To begin, what business can do is work to avoid making things worse, by avoiding burning carbon, which adds to the carbon dioxide in the atmosphere. This means looking at relatively small, obvious stuff like seeking energy efficiencies in their operations, promoting telecommuting, reduce air travel, and so on. Luckily, most such efforts are relatively painless, since they tend to reduce costs at the same time. Sometimes mere laziness or a focus on “how we’ve always done things” gets in the way of making such win-win changes. Don’t be lazy. Innovate. Share best practices with your suppliers, with other companies in your sector and, if you’re a B2B company, with your customers.
The second thing businesses can do is to work with, rather than against, government efforts to make things better. In particular, it is a fundamental obligation of corporate citizenship not to block government action aimed at slowing climate change, and in particular action aimed at dealing effectively with the effects of climate change. If, for example, a government wants to pass rules forcing businesses to pay the full cost of their energy usage, or rules that impose industry-wide energy efficiency rules, business should welcome rather than oppose such changes. Energy inefficiencies impose costs on other people, and hence count as the kind of externalities that go against the fundamental principles of a market economy.
It’s also worth noting that asking what business can do is not quite the same as asking what your business, or any particular business, can do. Business organizations and trade associations abound, and there’s plenty they can do to a) help members share best practices and b) foster industry-wide standards that can help businesses live up to their social obligations while at the same time maintaining a level playing field.

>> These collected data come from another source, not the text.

#[cfg(test)]
mod tests {
    use super::*;
    use powerpick_db::memory::{make_test_draws, MemoryStore};
    use powerpick_db::models::{parse_date, validate_draw};

    fn date(s: &str) -> NaiveDate {
        parse_date(s).unwrap()
    }

    fn history() -> MemoryStore {
        MemoryStore::new(make_test_draws(120))
    }

    fn request(n: usize, seed: u64) -> RecommendRequest {
        RecommendRequest {
            date: Some(date("2025-01-01")),
            n_suggestions: n,
            seed: Some(seed),
            ..Default::default()
        }
    }

    fn engine() -> RecommendationEngine {
        RecommendationEngine::new(EngineConfig::default())
    }

    #[test]
    fn test_single_draw_never_reproduced() {
        let store = MemoryStore::new(vec![Draw::new(date("2024-01-01"), [1, 2, 3, 4, 5], 6)]);
        let req = RecommendRequest {
            date: Some(date("2024-01-08")),
            windows: vec![5],
            n_suggestions: 50,
            seed: Some(1),
            ..Default::default()
        };
        let report = engine().recommend(&store, &req).unwrap();
        assert_eq!(report.last_draw_used.whites, [1, 2, 3, 4, 5]);
        for s in report.all_suggestions() {
            assert_ne!(s.key(), ComboKey::new(&[1, 2, 3, 4, 5], 6));
        }
        assert!(report.accepted() > 0);
    }

    #[test]
    fn test_all_assistants_fill_request() {
        let report = engine().recommend(&history(), &request(10, 42)).unwrap();
        assert_eq!(report.status, "ok");
        assert_eq!(report.results.len(), 6);
        for run in report.results.values() {
            assert_eq!(run.suggestions.len(), 10, "{}", run.assistant);
            assert!(!run.exhausted);
            for s in &run.suggestions {
                assert!(validate_draw(&s.whites, s.powerball).is_ok());
                assert!(s.whites.windows(2).all(|w| w[0] < w[1]));
                assert!(!s.explanation.why.is_empty());
            }
        }
    }

    #[test]
    fn test_no_duplicates_of_recent_draws() {
        let store = history();
        let e = engine();
        let report = e.recommend(&store, &request(30, 7)).unwrap();
        let ctx = build_context(&store, date("2025-01-01"), &[], e.config(), e.config().guard.lookback).unwrap();
        let guard = e.config().guard;
        for s in report.all_suggestions() {
            assert!(!ctx.is_historical(&s.key()));
            for d in ctx.last_draws_desc.iter().take(guard.lookback) {
                let overlap = s.whites.iter().filter(|n| d.whites.contains(n)).count();
                assert!(overlap < guard.hard_overlap);
                assert!(!(overlap >= guard.soft_overlap && d.powerball == s.powerball));
            }
        }
    }

    #[test]
    fn test_same_seed_same_report() {
        let a = engine().recommend(&history(), &request(8, 99)).unwrap();
        let b = engine().recommend(&history(), &request(8, 99)).unwrap();
        assert_eq!(a, b);
        let c = engine().recommend(&history(), &request(8, 100)).unwrap();
        assert_ne!(a.results, c.results);
    }

    #[test]
    fn test_filtering_assistants_keeps_their_output() {
        let all = engine().recommend(&history(), &request(5, 3)).unwrap();
        let mut req = request(5, 3);
        req.assistant_ids = Some(vec![AssistantId::DateHistorian]);
        let one = engine().recommend(&history(), &req).unwrap();
        assert_eq!(one.results.len(), 1);
        assert_eq!(
            one.results[&AssistantId::DateHistorian].suggestions,
            all.results[&AssistantId::DateHistorian].suggestions
        );
    }

    #[test]
    fn test_fixed_first_and_exclusions() {
        let mut req = request(10, 5);
        req.constraints = Constraints {
            fixed_first: Some(7),
            exclude_numbers: vec![1, 2, 3],
            ..Default::default()
        };
        let report = engine().recommend(&history(), &req).unwrap();
        for s in report.all_suggestions() {
            assert_eq!(s.whites[0], 7);
            assert!(!s.whites.iter().any(|n| [1, 2, 3].contains(n)));
        }
    }

    #[test]
    fn test_five_fixed_numbers_every_assistant() {
        let mut req = request(3, 5);
        req.constraints = Constraints {
            fixed_numbers: vec![10, 20, 30, 40, 50],
            ..Default::default()
        };
        let report = engine().recommend(&history(), &req).unwrap();
        for s in report.all_suggestions() {
            assert_eq!(s.whites, [10, 20, 30, 40, 50]);
        }
    }

    #[test]
    fn test_exhaustion_is_partial_not_error() {
        let mut req = request(30, 5);
        req.constraints = Constraints {
            fixed_numbers: vec![10, 20, 30, 40, 50],
            fixed_powerball: Some(3),
            ..Default::default()
        };
        req.assistant_ids = Some(vec![AssistantId::ProbabilityPurist]);
        let report = engine().recommend(&history(), &req).unwrap();
        let run = &report.results[&AssistantId::ProbabilityPurist];
        assert_eq!(run.suggestions.len(), 1, "une seule grille possible");
        assert!(run.exhausted);
        assert_eq!(run.attempts, EngineConfig::default().attempt_budget(30));
    }

    #[test]
    fn test_no_data() {
        let err = engine()
            .recommend(&MemoryStore::default(), &request(5, 1))
            .unwrap_err();
        assert_eq!(err.code(), "NO_DATA");
    }

    #[test]
    fn test_request_bounds() {
        let e = engine();
        assert!(e.recommend(&history(), &request(0, 1)).is_err());
        assert!(e.recommend(&history(), &request(51, 1)).is_err());
        let mut bulk = request(120, 1);
        bulk.bulk = true;
        bulk.assistant_ids = Some(vec![AssistantId::ProbabilityPurist]);
        assert!(e.recommend(&history(), &bulk).is_ok());
        let mut bad = request(5, 1);
        bad.windows = vec![5, 0];
        assert_eq!(e.recommend(&history(), &bad).unwrap_err().code(), "CONSTRAINT_VIOLATION");
    }

    #[test]
    fn test_constraint_error_before_reading() {
        let mut req = request(5, 1);
        req.constraints = Constraints {
            fixed_numbers: vec![4],
            exclude_numbers: vec![4],
            ..Default::default()
        };
        // pas d'historique : la contradiction est signalée en premier
        let err = engine().recommend(&MemoryStore::default(), &req).unwrap_err();
        assert_eq!(err.code(), "CONSTRAINT_VIOLATION");
    }

    #[test]
    fn test_cache_returns_same_report() {
        let e = RecommendationEngine::with_default_cache(EngineConfig::default());
        let store = history();
        let a = e.recommend(&store, &request(4, 11)).unwrap();
        // base vidée : seul le cache peut répondre
        let b = e.recommend(&MemoryStore::default(), &request(4, 11)).unwrap();
        assert_eq!(a, b);
    }

    #[test]
    fn test_default_seed_from_date() {
        let mut req = request(2, 0);
        req.seed = None;
        let report = engine().recommend(&history(), &req).unwrap();
        assert_eq!(report.seed, 20_250_101);
    }

    fn purist_request(date_str: &str, fixed: Vec<u8>, guard: GuardConfig) -> RecommendRequest {
        RecommendRequest {
            date: Some(date(date_str)),
            n_suggestions: 5,
            seed: Some(11),
            assistant_ids: Some(vec![AssistantId::ProbabilityPurist]),
            constraints: Constraints {
                fixed_numbers: fixed,
                ..Default::default()
            },
            guard: Some(guard),
            ..Default::default()
        }
    }

    #[test]
    fn test_guard_lookback_beyond_context_depth() {
        let mut draws = make_test_draws(300);
        draws[0].whites = [1, 2, 3, 4, 60];
        draws[0].powerball = 9;
        let store = MemoryStore::new(draws);
        let e = engine();
        assert!(e.config().context_lookback < 300);

        let short = GuardConfig { lookback: 200, ..GuardConfig::default() };
        let report = e
            .recommend(&store, &purist_request("2026-01-01", vec![1, 2, 3, 4], short))
            .unwrap();
        assert_eq!(report.accepted(), 5, "le plus ancien tirage est hors de portée");

        let long = GuardConfig { lookback: 400, ..GuardConfig::default() };
        let report = e
            .recommend(&store, &purist_request("2026-01-01", vec![1, 2, 3, 4], long))
            .unwrap();
        let run = &report.results[&AssistantId::ProbabilityPurist];
        assert_eq!(report.accepted(), 0, "4 blanches communes avec le tirage le plus ancien");
        assert!(run.exhausted);
        assert!(run.blocked_count > 0);
    }

    #[test]
    fn test_guard_custom_thresholds() {
        let store = MemoryStore::new(vec![Draw::new(date("2024-01-01"), [1, 2, 3, 4, 5], 6)]);
        let lenient = GuardConfig {
            hard_overlap: 5,
            soft_overlap: 2,
            ..GuardConfig::default()
        };

        let mut req = purist_request("2024-01-08", vec![1, 2, 3, 4], lenient);
        req.constraints.fixed_powerball = Some(7);
        let report = e_recommend(&store, &req);
        assert_eq!(report.accepted(), 5, "4 communes tolérées avec hard_overlap = 5");
        for s in report.all_suggestions() {
            let overlap = s.whites.iter().filter(|n| [1, 2, 3, 4, 5].contains(*n)).count();
            assert_eq!(overlap, 4);
        }

        let mut req = purist_request("2024-01-08", vec![1, 2], lenient);
        req.constraints.fixed_powerball = Some(6);
        let report = e_recommend(&store, &req);
        assert_eq!(report.accepted(), 0, "2 communes + même powerball bloquées avec soft_overlap = 2");

        let mut req = purist_request("2024-01-08", vec![1, 2], GuardConfig::default());
        req.constraints.fixed_powerball = Some(6);
        let report = e_recommend(&store, &req);
        assert_eq!(report.accepted(), 5, "réglages par défaut : 2 communes passent");
    }

    fn e_recommend(store: &MemoryStore, req: &RecommendRequest) -> RecommendReport {
        engine().recommend(store, req).unwrap()
    }
}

Finally, business can do the things it’s supposed to be good at: efficient management, synergistic use of human capital, and innovation. That stuff isn’t just a good recipe for commercial success. It’s an absolute obligation. And innovation is clearly the key among those three aptitudes. Efficiency—tightening our belts—will only get us so far. We desperately need a whole slew of truly brilliant new ideas for products, services, and productive processes over the next decade if we are to meet the collective challenge posed by changes in our environment. And it’s foolish to expect government alone to provide those ideas. It’s time for business to step up to the plate. There can be no better way to manifest a commitment to corporate citizenship than to be the kind of corporate citizen that sees a business model in trying to help us all cope with global warming.
Chris MacDonald is Director of the Jim Pattison Ethical Leadership Education & Research Program at the Ted Rogers School of Management.